We could try to tackle those difficulties, but my assumption will tend to be that it’ll result in fairly brittle abstractions with weird failure modes.
Instead, I would advocate for Pavlov-like strategies which do not depend on actually identifying “agents” in order to have cooperative properties. I expect these to be more robust and present fewer technical challenges.
Of course, this general heuristic may not turn out to apply in the specific case we are discussing. If you control the training process, then, for the duration of training, you control the agent and the environment, and these concepts seem unproblematic. However, it does seem unrealistic to really check every environment; so, it seems like to establish strong guarantees, you’d need to do worst-case reasoning over arbitrary environments, rather than checking environments in detail. This is how I was mainly interpreting jbkjr; perturbation sets could be a way to make things more feasible (at a cost).
I’m not sure what would constitute a clearly-worked counterexample. To me, a high reliance on an agent/world boundary constitutes a “non-naturalistic” assumption, which simply makes me think a framework is more artificial/fragile.
Oh for sure. I wouldn’t recommend having a Cartesian boundary assumption as the fulcrum of your alignment strategy, for example. But what could be interesting would be to look at an isolated dynamical system, draw one boundary, investigate possible objective functions in the context of that boundary; then erase that first boundary, draw a second boundary, investigate that; etc. And then see whether any patterns emerge that might fit an intuitive notion of agency. But the only fundamentally real object here is always going to be the whole system, absolutely.
As I understand, something like AIXI forces you to draw one particular boundary because of the way the setting is constructed (infinite on one side, finite on the other). So I’d agree that sort of thing is more fragile.
The multiagent setting is interesting though, because it gets you into the game of carving up your universe into more than 2 pieces. Again it would be neat to investigate a setting like this with different choices of boundaries and see if some choices have more interesting properties than others.
Btw, if you’re aware of any counterpoints to this — in particular anything like a clearly worked-out counterexample showing that one can’t carve up a world, or recover a consistent utility function through this sort of process — please let me know. I’m directly working on a generalization of this problem at the moment, and anything like that could significantly accelerate my execution.
I’m not saying you can’t reason under the assumption of a Cartesian boundary, I’m saying the results you obtain when doing so are of questionable relevance to reality, because “agents” and “environments” can only exist in a map, not the territory. The idea of trying to e.g. separate “your atoms” or whatever from those of “your environment,” so that you can drop them into those of “another environment,” is only a useful fiction, as in reality they’re entangled with everything else. I’m not aware of formal proof of this point that I’m trying to make; it’s just a pretty strongly held intuition. Isn’t this also kind of one of the key motivations for thinking about embedded agency?

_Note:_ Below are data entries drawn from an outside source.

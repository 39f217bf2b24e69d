//! Fixture verification against the reference routines.

use avrlibc_fixture_exec::{execute_fixture_case, parse_bits};
use serde::{Deserialize, Serialize};

use crate::check::ulp_distance;
use crate::diff::render_diff;
use crate::error::HarnessError;
use crate::fixtures::{FixtureCase, FixtureSet};

/// Result of verifying a single fixture case.
#[derive(Debug, Clone, Serialize, Deserialize)]
pub struct VerificationResult {
    pub case_name: String,
    pub function: String,
    pub passed: bool,
    pub expected: String,
    /// Output of the reference routine.
    pub actual: String,
    /// Distance to the expected bit pattern, for tolerance cases.
    #[serde(default, skip_serializing_if = "Option::is_none")]
    pub ulp_distance: Option<u32>,
    /// Diff if the case failed.
    pub diff: Option<String>,
}

/// Aggregate verification summary.
#[derive(Debug, Clone, Serialize, Deserialize)]
pub struct VerificationSummary {
    pub total: usize,
    pub passed: usize,
    pub failed: usize,
    pub results: Vec<VerificationResult>,
}

impl VerificationSummary {
    /// Build a summary from a list of results.
    #[must_use]
    pub fn from_results(results: Vec<VerificationResult>) -> Self {
        let total = results.len();
        let passed = results.iter().filter(|r| r.passed).count();
        let failed = total - passed;
        Self {
            total,
            passed,
            failed,
            results,
        }
    }

    /// Returns true if all cases passed.
    #[must_use]
    pub fn all_passed(&self) -> bool {
        self.failed == 0
    }

    /// 1-based position of the first failing case.
    #[must_use]
    pub fn first_failure(&self) -> Option<usize> {
        self.results.iter().position(|r| !r.passed).map(|i| i + 1)
    }
}

/// Run one case through the fixture-exec adapter and compare.
pub fn verify_case(case: &FixtureCase) -> Result<VerificationResult, HarnessError> {
    let run = execute_fixture_case(&case.function, &case.inputs).map_err(|source| {
        HarnessError::Exec {
            case: case.name.clone(),
            source,
        }
    })?;

    let distance = match (case.tolerance_ulp, run.bits, parse_bits(&case.expected_output)) {
        (Some(_), Some(actual), Some(expected)) => Some(ulp_distance(actual, expected)),
        _ => None,
    };
    let passed = match (case.tolerance_ulp, distance) {
        (Some(max), Some(d)) => d <= max,
        _ => run.output == case.expected_output,
    };

    Ok(VerificationResult {
        case_name: case.name.clone(),
        function: case.function.clone(),
        passed,
        diff: (!passed).then(|| render_diff(&case.expected_output, &run.output)),
        expected: case.expected_output.clone(),
        actual: run.output,
        ulp_distance: distance,
    })
}

/// Verify every case of `set`, in order.
pub fn verify_set(set: &FixtureSet) -> Result<VerificationSummary, HarnessError> {
    let results = set
        .cases
        .iter()
        .map(verify_case)
        .collect::<Result<Vec<_>, _>>()?;
    Ok(VerificationSummary::from_results(results))
}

Yes, the point about the Cartesian boundary is important. And it’s completely true that any agent / environment boundary we draw will always be arbitrary. But that doesn’t mean one can’t usefully draw such a boundary in the real world — and unless one does, it’s hard to imagine how one could ever generate a working definition of something like a mesa-objective. (Because you’d always be unable to answer the legitimate question: “the mesa-objective of what?”)
Of course the right question will always be: “what is the whole universe optimizing for?” But it’s hard to answer that! So in practice, we look at bits of the whole universe that we pretend are isolated. All I’m saying is that, to the extent you can meaningfully ask the question, “what is this bit of the universe optimizing for?”, you should be able to clearly demarcate which bit you’re asking about.
(i.e. I agree with you that duality is a useful fiction, just saying that we can still use it to construct useful definitions.)
I would further add that looking for difficulties created by the simplification seems very intellectually productive. (Solving “embedded agency problems” seems to genuinely allow you to do new things, rather than just soothing philosophical worries.) But yeah, I would agree that if we’re defining mesa-objective anyway, we’re already in the business of assuming some agent/environment boundary.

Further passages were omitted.